** Input records **
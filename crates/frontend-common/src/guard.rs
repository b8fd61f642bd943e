//! Navigation guards
//!
//! A guard asks the session for its active role, lets the access policy
//! decide, and on denial performs the redirect and shows the notice.

use crate::session::SessionContext;
use tutordesk_core::{AccessDecision, ClaimedRole, PageId, Role, RouteAccessPolicy};

/// Moves the app to another path
pub trait Navigator {
    fn navigate(&self, path: &str);
}

/// Shows a one-line message to the user
pub trait Notifier {
    fn notify(&self, notice: &str);
}

/// Notifier that only writes to the log
#[derive(Debug, Default, Clone, Copy)]
pub struct LogNotifier;

impl Notifier for LogNotifier {
    fn notify(&self, notice: &str) {
        tracing::info!(notice, "User notice");
    }
}

pub struct RouteGuard<N, T> {
    session: SessionContext,
    policy: RouteAccessPolicy,
    navigator: N,
    notifier: T,
}

impl<N: Navigator, T: Notifier> RouteGuard<N, T> {
    pub const fn new(
        session: SessionContext,
        policy: RouteAccessPolicy,
        navigator: N,
        notifier: T,
    ) -> Self {
        Self {
            session,
            policy,
            navigator,
            notifier,
        }
    }

    pub const fn session(&self) -> &SessionContext {
        &self.session
    }

    pub const fn policy(&self) -> &RouteAccessPolicy {
        &self.policy
    }

    /// Check a navigation to a page behind the permission table
    pub fn can_activate(&self, target_path: &str) -> AccessDecision {
        let page = PageId::from_path(target_path);
        let role = self.session.active_claimed_role();
        let decision = self.policy.decide(role, &page);

        if let AccessDecision::Deny(reason) = &decision {
            let role_label = role
                .and_then(ClaimedRole::role)
                .map_or(tutordesk_core::UNKNOWN_ROLE_LABEL, Role::label);
            tracing::warn!(role = role_label, %page, %reason, "Access denied");
        }
        self.apply(&decision);
        decision
    }

    /// Check a navigation to a page that only needs a session
    pub fn can_activate_signed_in(&self, target_path: &str) -> AccessDecision {
        let decision = self.policy.decide_signed_in(self.session.active_claimed_role());
        if let AccessDecision::Deny(reason) = &decision {
            tracing::warn!(target_path, %reason, "Access denied");
        }
        self.apply(&decision);
        decision
    }

    /// Check a navigation to the login page; signed-in users go home
    pub fn can_activate_login(&self) -> AccessDecision {
        let decision = self.policy.decide_login_page(self.session.active_role());
        if let AccessDecision::Deny(reason) = &decision {
            tracing::debug!(%reason, "Skipping login page");
        }
        self.apply(&decision);
        decision
    }

    fn apply(&self, decision: &AccessDecision) {
        if let Some(notice) = decision.notice() {
            self.notifier.notify(notice);
        }
        if let Some(target) = decision.redirect_target() {
            self.navigator.navigate(self.policy.redirect_path(target));
        }
    }
}

#[cfg(test)]
mod tests {
    use super::*;
    use crate::session::MemoryCookieJar;
    use chrono::{Duration, Utc};
    use serde_json::json;
    use std::cell::RefCell;
    use std::rc::Rc;
    use tutordesk_core::access::{INSUFFICIENT_PERMISSION_NOTICE, LOGIN_REQUIRED_NOTICE};
    use tutordesk_core::testing::unsigned_token;
    use tutordesk_core::{PermissionDenied, SessionConfig};

    #[derive(Default, Clone)]
    struct Recorder(Rc<RefCell<Vec<String>>>);

    impl Recorder {
        fn take(&self) -> Vec<String> {
            self.0.borrow_mut().drain(..).collect()
        }
    }

    impl Navigator for Recorder {
        fn navigate(&self, path: &str) {
            self.0.borrow_mut().push(path.to_string());
        }
    }

    impl Notifier for Recorder {
        fn notify(&self, notice: &str) {
            self.0.borrow_mut().push(notice.to_string());
        }
    }

    struct Fixture {
        guard: RouteGuard<Recorder, Recorder>,
        navigations: Recorder,
        notices: Recorder,
    }

    fn fixture() -> Fixture {
        let settings = SessionConfig {
            secret: "test-secret".to_string(),
            ..SessionConfig::default()
        };
        let session = SessionContext::with_jar(Rc::new(MemoryCookieJar::new()), &settings);
        let navigations = Recorder::default();
        let notices = Recorder::default();
        Fixture {
            guard: RouteGuard::new(
                session,
                RouteAccessPolicy::default(),
                navigations.clone(),
                notices.clone(),
            ),
            navigations,
            notices,
        }
    }

    fn sign_in(fixture: &Fixture, role: i64, exp: chrono::DateTime<Utc>) {
        let token = unsigned_token(&json!({"role": role, "exp": exp.timestamp()}));
        fixture.guard.session().save_token(&token).unwrap();
    }

    fn in_an_hour() -> chrono::DateTime<Utc> {
        Utc::now() + Duration::hours(1)
    }

    #[test]
    fn test_allowed_navigation_has_no_side_effects() {
        let fixture = fixture();
        sign_in(&fixture, 0, in_an_hour());

        assert!(fixture.guard.can_activate("/Teachers").is_allowed());
        assert!(fixture.navigations.take().is_empty());
        assert!(fixture.notices.take().is_empty());
    }

    #[test]
    fn test_teacher_is_sent_home_silently() {
        let fixture = fixture();
        sign_in(&fixture, 2, in_an_hour());

        let decision = fixture.guard.can_activate("/Supervisors");
        assert!(matches!(
            decision,
            AccessDecision::Deny(PermissionDenied::OutsideRole { role: Role::Teacher, .. })
        ));
        assert_eq!(fixture.navigations.take(), vec!["/Dashboard"]);
        assert!(fixture.notices.take().is_empty());
    }

    #[test]
    fn test_student_is_sent_to_login_with_notice() {
        let fixture = fixture();
        sign_in(&fixture, 3, in_an_hour());

        fixture.guard.can_activate("/Dashboard");
        assert_eq!(fixture.navigations.take(), vec!["/login"]);
        assert_eq!(fixture.notices.take(), vec![INSUFFICIENT_PERMISSION_NOTICE]);
    }

    #[test]
    fn test_unmapped_role_code_gets_insufficient_permission() {
        let fixture = fixture();
        sign_in(&fixture, 9, in_an_hour());

        let decision = fixture.guard.can_activate("/Dashboard");
        assert!(matches!(
            decision,
            AccessDecision::Deny(PermissionDenied::UnmappedRole { code: 9, .. })
        ));
        assert_eq!(fixture.navigations.take(), vec!["/login"]);
        assert_eq!(fixture.notices.take(), vec![INSUFFICIENT_PERMISSION_NOTICE]);

        assert!(fixture.guard.can_activate_login().is_allowed());
        assert!(fixture.navigations.take().is_empty());
    }

    #[test]
    fn test_no_session_requires_login() {
        let fixture = fixture();

        fixture.guard.can_activate("/Lessons");
        assert_eq!(fixture.navigations.take(), vec!["/login"]);
        assert_eq!(fixture.notices.take(), vec![LOGIN_REQUIRED_NOTICE]);
    }

    #[test]
    fn test_expired_session_requires_login() {
        let fixture = fixture();
        sign_in(&fixture, 0, Utc::now() - Duration::minutes(1));
        assert!(fixture.guard.session().is_authenticated());

        let decision = fixture.guard.can_activate("/Dashboard");
        assert_eq!(decision, AccessDecision::Deny(PermissionDenied::LoginRequired));
        assert_eq!(fixture.navigations.take(), vec!["/login"]);
    }

    #[test]
    fn test_signed_in_route() {
        let fixture = fixture();
        fixture.guard.can_activate_signed_in("/Companies");
        assert_eq!(fixture.navigations.take(), vec!["/login"]);
        assert_eq!(fixture.notices.take(), vec![LOGIN_REQUIRED_NOTICE]);

        sign_in(&fixture, 4, in_an_hour());
        assert!(fixture.guard.can_activate_signed_in("/Companies").is_allowed());
        assert!(fixture.navigations.take().is_empty());
    }

    #[test]
    fn test_login_page_sends_signed_in_user_home() {
        let fixture = fixture();
        assert!(fixture.guard.can_activate_login().is_allowed());

        sign_in(&fixture, 1, in_an_hour());
        assert!(!fixture.guard.can_activate_login().is_allowed());
        assert_eq!(fixture.navigations.take(), vec!["/Dashboard"]);
        assert!(fixture.notices.take().is_empty());
    }
}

** What needs to be done **
Copy out each line of the data where the string "only" appears.

** Solution for this exercise **
/// Notifier that only writes to the log
    /// Check a navigation to a page that only needs a session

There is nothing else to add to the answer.